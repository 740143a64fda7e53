//! Database repositories.

mod author;
mod startup;
mod vote;

pub use author::AuthorRepository;
pub use startup::StartupRepository;
pub use vote::VoteRepository;
//! Core business logic for pitchboard.
//!
//! - [`services`]: server-side operations (vote actions, pitch creation,
//!   session resolution)
//! - [`voting`]: the client-side voting state machine (section state,
//!   buttons, display) and the [`voting::VoteActions`] seam it drives

pub mod services;
pub mod voting;

pub use services::*;
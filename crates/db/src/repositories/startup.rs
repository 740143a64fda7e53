//! Startup repository.

use std::sync::Arc;

use crate::entities::{Startup, startup};
use pitchboard_common::{AppError, AppResult};
use sea_orm::{
    ActiveModelTrait, ColumnTrait, DatabaseConnection, EntityTrait, QueryFilter, QueryOrder,
    QuerySelect,
};

/// Startup repository for database operations.
#[derive(Clone)]
pub struct StartupRepository {
    db: Arc<DatabaseConnection>,
}

impl StartupRepository {
    /// Create a new startup repository.
    #[must_use]
    pub const fn new(db: Arc<DatabaseConnection>) -> Self {
        Self { db }
    }

    /// Find a startup by ID.
    pub async fn find_by_id(&self, id: &str) -> AppResult<Option<startup::Model>> {
        Startup::find_by_id(id)
            .one(self.db.as_ref())
            .await
            .map_err(|e| AppError::Database(e.to_string()))
    }

    /// Find a startup by ID, returning an error if not found.
    pub async fn get_by_id(&self, id: &str) -> AppResult<startup::Model> {
        self.find_by_id(id)
            .await?
            .ok_or_else(|| AppError::StartupNotFound(id.to_string()))
    }

    /// Check whether a startup exists.
    pub async fn exists(&self, id: &str) -> AppResult<bool> {
        Ok(self.find_by_id(id).await?.is_some())
    }

    /// Create a new startup.
    pub async fn create(&self, model: startup::ActiveModel) -> AppResult<startup::Model> {
        model
            .insert(self.db.as_ref())
            .await
            .map_err(|e| AppError::Database(e.to_string()))
    }

    /// Get startups by an author, newest first.
    pub async fn find_by_author(
        &self,
        author_id: &str,
        limit: u64,
        until_id: Option<&str>,
    ) -> AppResult<Vec<startup::Model>> {
        let mut query = Startup::find()
            .filter(startup::Column::AuthorId.eq(author_id))
            .order_by_desc(startup::Column::Id);

        if let Some(id) = until_id {
            query = query.filter(startup::Column::Id.lt(id));
        }

        query
            .limit(limit)
            .all(self.db.as_ref())
            .await
            .map_err(|e| AppError::Database(e.to_string()))
    }
}

#[cfg(test)]
#[allow(clippy::unwrap_used)]
mod tests {
    use super::*;
    use chrono::Utc;
    use sea_orm::{DatabaseBackend, MockDatabase};

    fn create_test_startup(id: &str, author_id: &str) -> startup::Model {
        startup::Model {
            id: id.to_string(),
            title: "Solar Kettles".to_string(),
            slug: "solar-kettles".to_string(),
            author_id: author_id.to_string(),
            description: "Kettles that boil water using nothing but sunlight".to_string(),
            category: "Energy".to_string(),
            image: "https://img.example.com/kettle.png".to_string(),
            pitch: "# Why now\nBecause tea.".to_string(),
            created_at: Utc::now().into(),
        }
    }

    #[tokio::test]
    async fn test_exists_true() {
        let db = Arc::new(
            MockDatabase::new(DatabaseBackend::Postgres)
                .append_query_results([[create_test_startup("s1", "a1")]])
                .into_connection(),
        );

        let repo = StartupRepository::new(db);
        assert!(repo.exists("s1").await.unwrap());
    }

    #[tokio::test]
    async fn test_get_by_id_not_found() {
        let db = Arc::new(
            MockDatabase::new(DatabaseBackend::Postgres)
                .append_query_results([Vec::<startup::Model>::new()])
                .into_connection(),
        );

        let repo = StartupRepository::new(db);
        match repo.get_by_id("nope").await {
            Err(AppError::StartupNotFound(id)) => assert_eq!(id, "nope"),
            _ => panic!("Expected StartupNotFound error"),
        }
    }

    #[tokio::test]
    async fn test_find_by_author() {
        let db = Arc::new(
            MockDatabase::new(DatabaseBackend::Postgres)
                .append_query_results([[
                    create_test_startup("s2", "a1"),
                    create_test_startup("s1", "a1"),
                ]])
                .into_connection(),
        );

        let repo = StartupRepository::new(db);
        let result = repo.find_by_author("a1", 10, None).await.unwrap();
        assert_eq!(result.len(), 2);
    }
}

PROBLEM TO WORK ON =>
Going through the material above, reproduce every line exactly.

RESPONSE FOR THIS EXERCISE =>
repository 740143a64fda7e53
//! Database repositories.

mod author;
mod startup;
mod vote;

pub use author::AuthorRepository;
pub use startup::StartupRepository;
pub use vote::VoteRepository;
//! Core business logic for pitchboard.
//!
//! - [`services`]: server-side operations (vote actions, pitch creation,
//!   session resolution)
//! - [`voting`]: the client-side voting state machine (section state,
//!   buttons, display) and the [`voting::VoteActions`] seam it drives

pub mod services;
pub mod voting;

pub use services::*;
filename crates/db/src/repositories/startup.rs
repository 740143a64fda7e53
//! Startup repository.

use std::sync::Arc;

use crate::entities::{Startup, startup};
use pitchboard_common::{AppError, AppResult};
use sea_orm::{
    ActiveModelTrait, ColumnTrait, DatabaseConnection, EntityTrait, QueryFilter, QueryOrder,
    QuerySelect,
};

/// Startup repository for database operations.
#[derive(Clone)]
pub struct StartupRepository {
    db: Arc<DatabaseConnection>,
}

impl StartupRepository {
    /// Create a new startup repository.
    #[must_use]
    pub const fn new(db: Arc<DatabaseConnection>) -> Self {
        Self { db }
    }

    /// Find a startup by ID.
    pub async fn find_by_id(&self, id: &str) -> AppResult<Option<startup::Model>> {
        Startup::find_by_id(id)
            .one(self.db.as_ref())
            .await
            .map_err(|e| AppError::Database(e.to_string()))
    }

    /// Find a startup by ID, returning an error if not found.
    pub async fn get_by_id(&self, id: &str) -> AppResult<startup::Model> {
        self.find_by_id(id)
            .await?
            .ok_or_else(|| AppError::StartupNotFound(id.to_string()))
    }

    /// Check whether a startup exists.
    pub async fn exists(&self, id: &str) -> AppResult<bool> {
        Ok(self.find_by_id(id).await?.is_some())
    }

    /// Create a new startup.
    pub async fn create(&self, model: startup::ActiveModel) -> AppResult<startup::Model> {
        model
            .insert(self.db.as_ref())
            .await
            .map_err(|e| AppError::Database(e.to_string()))
    }

    /// Get startups by an author, newest first.
    pub async fn find_by_author(
        &self,
        author_id: &str,
        limit: u64,
        until_id: Option<&str>,
    ) -> AppResult<Vec<startup::Model>> {
        let mut query = Startup::find()
            .filter(startup::Column::AuthorId.eq(author_id))
            .order_by_desc(startup::Column::Id);

        if let Some(id) = until_id {
            query = query.filter(startup::Column::Id.lt(id));
        }

        query
            .limit(limit)
            .all(self.db.as_ref())
            .await
            .map_err(|e| AppError::Database(e.to_string()))
    }
}

#[cfg(test)]
#[allow(clippy::unwrap_used)]
mod tests {
    use super::*;
    use chrono::Utc;
    use sea_orm::{DatabaseBackend, MockDatabase};

    fn create_test_startup(id: &str, author_id: &str) -> startup::Model {
        startup::Model {
            id: id.to_string(),
            title: "Solar Kettles".to_string(),
            slug: "solar-kettles".to_string(),
            author_id: author_id.to_string(),
            description: "Kettles that boil water using nothing but sunlight".to_string(),
            category: "Energy".to_string(),
            image: "https://img.example.com/kettle.png".to_string(),
            pitch: "# Why now\nBecause tea.".to_string(),
            created_at: Utc::now().into(),
        }
    }

    #[tokio::test]
    async fn test_exists_true() {
        let db = Arc::new(
            MockDatabase::new(DatabaseBackend::Postgres)
                .append_query_results([[create_test_startup("s1", "a1")]])
                .into_connection(),
        );

        let repo = StartupRepository::new(db);
        assert!(repo.exists("s1").await.unwrap());
    }

    #[tokio::test]
    async fn test_get_by_id_not_found() {
        let db = Arc::new(
            MockDatabase::new(DatabaseBackend::Postgres)
                .append_query_results([Vec::<startup::Model>::new()])
                .into_connection(),
        );

        let repo = StartupRepository::new(db);
        match repo.get_by_id("nope").await {
            Err(AppError::StartupNotFound(id)) => assert_eq!(id, "nope"),
            _ => panic!("Expected StartupNotFound error"),
        }
    }

    #[tokio::test]
    async fn test_find_by_author() {
        let db = Arc::new(
            MockDatabase::new(DatabaseBackend::Postgres)
                .append_query_results([[
                    create_test_startup("s2", "a1"),
                    create_test_startup("s1", "a1"),
                ]])
                .into_connection(),
        );

        let repo = StartupRepository::new(db);
        let result = repo.find_by_author("a1", 10, None).await.unwrap();
        assert_eq!(result.len(), 2);
    }
}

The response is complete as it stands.